Cloud is a metaphor for the internet which accepts connections and gives out information as it floats. One of the benefits of cloud computing services is that firms can steer clear of the upfront cost and maintaining their own IT infrastructure, and instead pay for what they use. The term cloud computing was introduced in 2006, although the concept of computing as a service has been around for a longer time — as far back as the 1960s.
Consumer vs. Business
Cloud computing affects individual consumers like for those who work in small offices and use the internet regularly.
But in business, it is an entirely different “cloud.”Some companies choose to implement Software as a Service, in which the business subscribes to an application which is accessed over the internet. And there’s Platform as a Service, where a firm creates its own applications for the use of the company. And, let us not forget about Infrastructure as a Service, where companies like Amazon, Microsoft, and Google provides a backbone which can be rented out by different companies.
Common cloud computing examples
Sometimes, the lines between local computing and cloud computing can get blurry. Cloud is a part of almost everything on our computers these days. You can have a local piece of software like Microsoft Office, which utilizes a form of cloud computing for the purpose of storage. Microsoft also offers a set of applications that are based on the web; these are web-only versions of Word, Excel, and PowerPoint accessed through your web browser without installing anything. That will make it a version of cloud computing.

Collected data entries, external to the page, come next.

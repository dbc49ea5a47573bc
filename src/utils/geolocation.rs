use js_sys::{Promise, Reflect};
use leptos::logging::log;
use wasm_bindgen::JsValue;
use wasm_bindgen_futures::JsFuture;

use crate::models::place::GeoPoint;

/// Asks the browser for the user's position once. Denied permission or a
/// missing API both end up as `None`; searches then go out without lat/lng.
pub async fn current_position() -> Option<GeoPoint> {
    let geolocation = gloo_utils::window().navigator().geolocation().ok()?;

    let promise = Promise::new(&mut |resolve, reject| {
        if let Err(err) = geolocation.get_current_position_with_error_callback(&resolve, Some(&reject)) {
            let _ = reject.call1(&JsValue::NULL, &err);
        }
    });

    match JsFuture::from(promise).await {
        Ok(position) => read_coords(&position),
        Err(err) => {
            log!("[GEO] Location unavailable: {:?}", err);
            None
        }
    }
}

fn read_coords(position: &JsValue) -> Option<GeoPoint> {
    let coords = Reflect::get(position, &"coords".into()).ok()?;
    let lat = Reflect::get(&coords, &"latitude".into()).ok()?.as_f64()?;
    let lng = Reflect::get(&coords, &"longitude".into()).ok()?.as_f64()?;
    Some(GeoPoint { lat, lng })
}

Some other examples which you are using,
1] Google drive: This is a device that is entirely based on cloud computing, where all the storage is online, which works with cloud productivity applications like Google Documents, Sheets, and slides. You can use Google Drive not only on desktop computers but also on your iPad or smartphones. Most of the google services are based on cloud computing, for example, Gmail, Google Calendar, and so on
2] Apple iCloud: Primarily used for backup, online storage, and for synchronizing of your mail, contacts, and others. The data that you require will be available to you on your iOS,iPadOS,macOS, or Windows devices.iCloud is also the place iPhone users go to utilize the Find My iPhone feature.
3] Dropbox: This has been a simple, reliable file-sync and storage service for years, which is enhanced with lots of collaboration features
One example of a device that is purely cloud-centric is the Chromebook. They are laptops which have just enough local storage and the power to run Chrome OS, which converts Google Chrome, which is a web browser into an operating system. With Chromebook, almost everything you do is online: Therefore, they can be inexpensive, and that’s made them popular for education.

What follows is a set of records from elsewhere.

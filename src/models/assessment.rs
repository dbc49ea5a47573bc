// src/models/assessment.rs
use serde::{Deserialize, Serialize};

pub const MAX_SCORE: f64 = 10.0;
pub const DEGRADED_SUMMARY: &str = "Could not assess.";

/// AI-derived dairy-free verdict for one restaurant.
#[derive(Serialize, Deserialize, Debug, Clone, PartialEq)]
pub struct Assessment {
    #[serde(default)]
    pub id: Option<i64>,              // Restaurant row id, absent if the lookup failed
    #[serde(default)]
    pub score: f64,                   // 0-10
    #[serde(default)]
    pub summary: String,
    #[serde(default, rename = "dairyFreeOptions")]
    pub dairy_free_options: Vec<String>,
}

impl Assessment {
    /// Placeholder shown when the scoring service can't be reached.
    pub fn degraded() -> Self {
        Assessment {
            id: None,
            score: 0.0,
            summary: DEGRADED_SUMMARY.to_string(),
            dairy_free_options: Vec::new(),
        }
    }

    /// The id reviews can be attached to. Row ids start at 1; the backend's
    /// mock mode answers `0`, which is not a stored restaurant.
    pub fn restaurant_id(&self) -> Option<i64> {
        self.id.filter(|id| *id > 0)
    }

    pub fn clamped(mut self) -> Self {
        self.score = if self.score.is_finite() {
            self.score.clamp(0.0, MAX_SCORE)
        } else {
            0.0
        };
        self
    }
}

/// Body of `POST /api/assess`.
#[derive(Serialize, Debug, Clone)]
pub struct AssessmentRequest<'a> {
    pub restaurant_name: &'a str,
}

#[cfg(test)]
mod tests {
    use super::*;

    #[test]
    fn test_decodes_backend_shape() {
        let body = r#"{"id": 12, "score": 8, "summary": "Lots of oat milk.", "dairyFreeOptions": ["Oat latte", "Vegan bowl"]}"#;
        let assessment: Assessment = serde_json::from_str(body).unwrap();
        assert_eq!(assessment.restaurant_id(), Some(12));
        assert_eq!(assessment.score, 8.0);
        assert_eq!(assessment.dairy_free_options, vec!["Oat latte", "Vegan bowl"]);
    }

    #[test]
    fn test_null_or_mock_id_is_unresolved() {
        let body = r#"{"id": null, "score": 5, "summary": "ok"}"#;
        let assessment: Assessment = serde_json::from_str(body).unwrap();
        assert_eq!(assessment.restaurant_id(), None);
        assert!(assessment.dairy_free_options.is_empty());

        let mock = Assessment { id: Some(0), ..Assessment::degraded() };
        assert_eq!(mock.restaurant_id(), None);
    }

    #[test]
    fn test_clamped_score() {
        let high = Assessment { score: 14.0, ..Assessment::degraded() }.clamped();
        assert_eq!(high.score, 10.0);
        let nan = Assessment { score: f64::NAN, ..Assessment::degraded() }.clamped();
        assert_eq!(nan.score, 0.0);
    }
}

You can even try a ChromeBit, which is a small drive that converts a display with an HDMI port into a computer running Chrome OS.
Advantages and Disadvantages of Cloud Computing
If your business includes selling clothes or repairing shoes, why would you want to do a job of buying a complex computer system? Cloud computing lets you purchase only the service that you require cutting the upfront capital costs of computers. You can avoid tools going out of date and other IT problems like system security and reliability. Plus, it is s really quick and easy process to add new services to your business without waiting for months for the new computer (and its software) to arrive.
In Cloud computing, you buy services; hence, upfront capital costs become ongoing operating costs instead. That might turn out to be much more expensive in the long-term. And there will be a greater dependency on service providers as well. Suppose you’re using the software as a service like writing a report using an online word processing software or composing and sending emails through webmail. In that case, you need a reliable, high-speed Internet connection functioning the entire time you’re working.
Future of cloud computing in business
As computing technology develops, businesses tend to leave behind their older ways and switch to progressing solutions. The future is evolving, and it is difficult to predict the ideas will dominate the world in a few years from now. But cloud computing is here to stay. There might still be applications for USB drives and other similar devices, but you can always back them up on your cloud. Hardware might not become entirely outdated, but it is no longer in its peak. Cloud services will reign supreme over hardware in the years to come.